Si l'on demandait qui donne les meilleurs cours à Mo City, chaque disciple donnerait un nom différent. Cependa…
Si l'on demandait qui donne les meilleurs cours à Mo City, chaque disciple donnerait un nom différent. Cependant, quant à qui rend les Canons Mohistes les plus captivants, huit disciples sur dix nommeraient le Maître Artisan Mouette.
Lorsque le Maître Artisan Mouette commente les textes, il ne puise pas seulement dans de vastes classiques avec une clarté déconcertante, mais il tisse aussi des métaphores culinaires dans ses enseignements, aiguisant tous les appétits. Des maigres rations des voyages de Mozi aux grands banquets offerts par les rois, le Maître Artisan Mouette chronique méticuleusement chaque bouchée. Selon ses dires, Mozi avait quinze disciples, et leur progéniture spirituelle était nombreuse.
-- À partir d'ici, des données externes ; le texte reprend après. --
use std::{
    fs,
    path::{Path, PathBuf},
};

use clap::Parser;
use glob::glob;
use indicatif::ProgressStyle;
use kurbo::Point;
use miette::{IntoDiagnostic, Result, WrapErr, miette};
use rayon::prelude::*;
use rubify_text::{
    Annotator, GlossTable, Highlight, Paint, Rgba, RubyAlign, RubyStyle, RubyText, annotate_text,
    renderer::{font::FontMeasurer, outline::OutlineCanvas},
};
use rustc_hash::FxHashSet;
use tracing::{info, info_span};
use tracing_indicatif::{IndicatifLayer, span_ext::IndicatifSpanExt};
use tracing_subscriber::{layer::SubscriberExt, util::SubscriberInitExt};

/// Family name the gloss font is registered under.
const GLOSS_FAMILY: &str = "gloss";

/// Render ruby markup files to SVG.
#[derive(Parser)]
#[command(version, about)]
struct Cli {
    /// Input paths or glob patterns (can be repeated), e.g. 'texts/*.html'
    #[arg(required = true)]
    inputs: Vec<String>,

    /// Output directory
    #[arg(short, long)]
    out_dir: PathBuf,

    /// Font file for the base text
    #[arg(long)]
    font: PathBuf,

    /// Optional font file for glosses; the base font is used otherwise
    #[arg(long)]
    gloss_font: Option<PathBuf>,

    /// Base font size in pixels
    #[arg(long, default_value_t = 32.0)]
    size: f64,

    /// Gloss size as a fraction of the base size, clamped to 0.3..=1.0
    #[arg(long, default_value_t = rubify_text::layout::DEFAULT_RATIO)]
    ratio: f64,

    /// Gap in pixels between the base text and its gloss
    #[arg(long, default_value_t = 0.0)]
    spacing: f64,

    /// Gloss alignment: start, center, end or distribute
    #[arg(long, default_value = "center")]
    align: RubyAlign,

    /// Gloss color, e.g. '#c00' or 'navy'
    #[arg(long)]
    gloss_color: Option<String>,

    /// Draw a highlight behind annotated text
    #[arg(long)]
    highlight: bool,

    #[arg(long, default_value = "#fff3b0")]
    highlight_color: String,

    #[arg(long, default_value_t = 4.0)]
    highlight_radius: f64,

    /// Place each gloss directly above its own base instead of on a
    /// baseline shared by the line
    #[arg(long)]
    tight: bool,

    /// Annotate plain text before rendering: 'pinyin', 'romaji', or the path
    /// of a gloss table ('<char> <gloss>' per line)
    #[arg(long)]
    annotate: Option<String>,
}

impl Cli {
    fn style(&self) -> Result<RubyStyle> {
        let color = |value: &str| {
            Rgba::parse(value).ok_or_else(|| miette!("Invalid color: {value:?}"))
        };

        let mut style = RubyStyle::default()
            .with_ratio(self.ratio)
            .with_spacing(self.spacing)
            .with_align(self.align);

        style.color = self.gloss_color.as_deref().map(color).transpose()?;
        style.tight = self.tight;

        if self.highlight {
            style.highlight = Some(Highlight {
                color: color(&self.highlight_color)?,
                radius: self.highlight_radius,
            });
        }

        if self.gloss_font.is_some() {
            style.font = Some(GLOSS_FAMILY.to_string());
        }

        Ok(style)
    }
}

fn annotator(name: &str) -> Result<Box<dyn Annotator>> {
    match name {
        #[cfg(feature = "pinyin")]
        "pinyin" => Ok(Box::new(rubify_text::annotate::pinyin::PinyinAnnotator::new())),
        #[cfg(feature = "romaji")]
        "romaji" => Ok(Box::new(rubify_text::annotate::romaji::RomajiAnnotator)),
        path => {
            let source = fs::read_to_string(path)
                .into_diagnostic()
                .wrap_err_with(|| miette!("Failed to read gloss table: {path:?}"))?;

            Ok(Box::new(GlossTable::parse(&source)))
        }
    }
}

fn main() -> Result<()> {
    let indicatif_layer = IndicatifLayer::new();

    tracing_subscriber::registry()
        .with(
            tracing_subscriber::EnvFilter::try_from_default_env()
                .unwrap_or_else(|_| "rubify_text=info".into()),
        )
        .with(tracing_subscriber::fmt::layer().with_writer(indicatif_layer.get_stderr_writer()))
        .with(indicatif_layer)
        .init();

    let cli = Cli::parse();
    let style = cli.style()?;

    let annotator = cli.annotate.as_deref().map(annotator).transpose()?;

    let mut input_paths: FxHashSet<PathBuf> = FxHashSet::default();

    for pattern in &cli.inputs {
        let entries = glob(pattern)
            .into_diagnostic()
            .wrap_err_with(|| miette!("Failed to expand glob pattern: {pattern:?}"))?;

        for entry in entries {
            match entry {
                Ok(path) if path.is_file() => {
                    input_paths.insert(path);
                }
                _ => {}
            }
        }
    }

    if input_paths.is_empty() {
        return Err(miette!("No input files found"));
    }

    if !cli.out_dir.exists() {
        fs::create_dir_all(&cli.out_dir)
            .into_diagnostic()
            .wrap_err_with(|| miette!("Failed to create out-dir: {:?}", cli.out_dir))?;
    }

    let font_data = fs::read(&cli.font)
        .into_diagnostic()
        .wrap_err_with(|| miette!("Failed to read font file: {:?}", cli.font))?;

    let gloss_font_data = match &cli.gloss_font {
        Some(path) => Some(
            fs::read(path)
                .into_diagnostic()
                .wrap_err_with(|| miette!("Failed to read gloss font file: {:?}", path))?,
        ),
        None => None,
    };

    let mut fonts = FontMeasurer::new(&font_data).map_err(|e| miette!("{e:#}"))?;

    if let Some(data) = &gloss_font_data {
        fonts = fonts
            .with_family(GLOSS_FAMILY, data)
            .map_err(|e| miette!("{e:#}"))?;
    }

    info!(
        "Rendering {} inputs -> {:?}...",
        input_paths.len(),
        cli.out_dir
    );

    let inputs_span = info_span!("render_inputs");
    inputs_span.pb_set_style(
        &ProgressStyle::with_template(
            "{msg} [{wide_bar:.cyan/blue}] {pos}/{len} [{elapsed_precise}]",
        )
        .into_diagnostic()?,
    );
    inputs_span.pb_set_length(input_paths.len() as u64);
    inputs_span.pb_set_message("Rendering inputs");

    let inputs_span_enter = inputs_span.enter();

    let job = Job {
        cli: &cli,
        style: &style,
        fonts: &fonts,
        annotator: annotator.as_deref(),
    };

    input_paths
        .par_iter()
        .try_for_each(|in_path| -> Result<()> {
            let out_path = out_path(&cli.out_dir, in_path)?;

            job.render(in_path, &out_path)?;
            inputs_span.pb_inc(1);
            inputs_span.pb_set_message(&format!("Rendered {}", in_path.display()));

            Ok(())
        })?;

    drop(inputs_span_enter);
    drop(inputs_span);

    info!("Done rendering inputs.");

    Ok(())
}

fn out_path(out_dir: &Path, in_path: &Path) -> Result<PathBuf> {
    let stem = in_path
        .file_stem()
        .and_then(|s| s.to_str())
        .ok_or_else(|| miette!("Invalid file name: {:?}", in_path))?;

    Ok(out_dir.join(format!("{stem}.svg")))
}

/// Shared state for rendering one input file.
struct Job<'j> {
    cli: &'j Cli,
    style: &'j RubyStyle,
    fonts: &'j FontMeasurer<'j>,
    annotator: Option<&'j dyn Annotator>,
}

impl Job<'_> {
    fn render(&self, in_path: &Path, out_path: &Path) -> Result<()> {
        let mut markup = fs::read_to_string(in_path)
            .into_diagnostic()
            .wrap_err_with(|| miette!("Failed to read input file: {:?}", in_path))?;

        if let Some(annotator) = self.annotator {
            markup = annotate_text(&markup, annotator);
        }

        let margin = self.cli.size / 2.0;
        let mut text = RubyText::new(self.style.clone(), Paint::new(self.cli.size));
        text.set_markup(&markup);

        let mut canvas = OutlineCanvas::new(self.fonts);
        let text_box = text.render(Point::new(margin, margin), self.fonts, &mut canvas);

        let svg = canvas.to_svg(text_box.width + 2.0 * margin, text_box.height + 2.0 * margin);

        fs::write(out_path, svg)
            .into_diagnostic()
            .wrap_err_with(|| miette!("Failed to write output file: {:?}", out_path))?;

        info!("Wrote {:?}", out_path);

        Ok(())
    }
}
Qu'ils aient mangé des herbes de montagne ou des viandes riches lorsqu'ils écrivirent "Volonté céleste" est, bien sûr, une question fondamentale de l'âme mohiste.
De plus, les diagrammes mécaniques d'antan diffèrent peu de ceux d'aujourd'hui ; la véritable nouveauté est rare. Les recettes, cependant, sont une tout autre affaire. La richesse des ingrédients, la diversité des accords et la complexité des saveurs s'accordent bien mieux avec le principe mohiste de "Transformation par le Cœur" que n'importe quel dispositif banal. Au-delà de ses fonctions, il défend la voie empirique des Mohistes, recherchant les recettes perdues. Il teste les ingrédients, la chaleur du feu, l'équilibre des épices...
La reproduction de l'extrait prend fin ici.